-- Given data follows --

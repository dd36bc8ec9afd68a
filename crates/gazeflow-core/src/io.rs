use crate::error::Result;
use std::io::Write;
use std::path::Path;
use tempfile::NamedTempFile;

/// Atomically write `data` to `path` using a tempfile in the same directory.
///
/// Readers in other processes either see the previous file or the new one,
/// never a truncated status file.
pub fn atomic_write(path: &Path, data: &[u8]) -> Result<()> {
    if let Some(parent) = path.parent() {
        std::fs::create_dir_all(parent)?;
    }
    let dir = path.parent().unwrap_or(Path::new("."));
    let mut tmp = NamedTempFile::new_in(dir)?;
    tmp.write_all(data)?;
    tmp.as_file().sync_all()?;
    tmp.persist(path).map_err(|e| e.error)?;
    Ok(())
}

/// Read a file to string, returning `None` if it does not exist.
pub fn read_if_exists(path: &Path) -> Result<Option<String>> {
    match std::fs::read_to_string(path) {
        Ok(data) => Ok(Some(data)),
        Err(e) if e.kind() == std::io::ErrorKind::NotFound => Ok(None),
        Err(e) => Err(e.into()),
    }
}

-- Given data concluded --

Take the entries above and copy them exactly from the first line through the line with "Readers in other"; leave out every line after it.

→ Output for this task
repository dd36bc8ec9afd68a
filename crates/gazeflow-core/src/io.rs
use crate::error::Result;
use std::io::Write;
use std::path::Path;
use tempfile::NamedTempFile;

/// Atomically write `data` to `path` using a tempfile in the same directory.
///
/// Readers in other processes either see the previous file or the new one,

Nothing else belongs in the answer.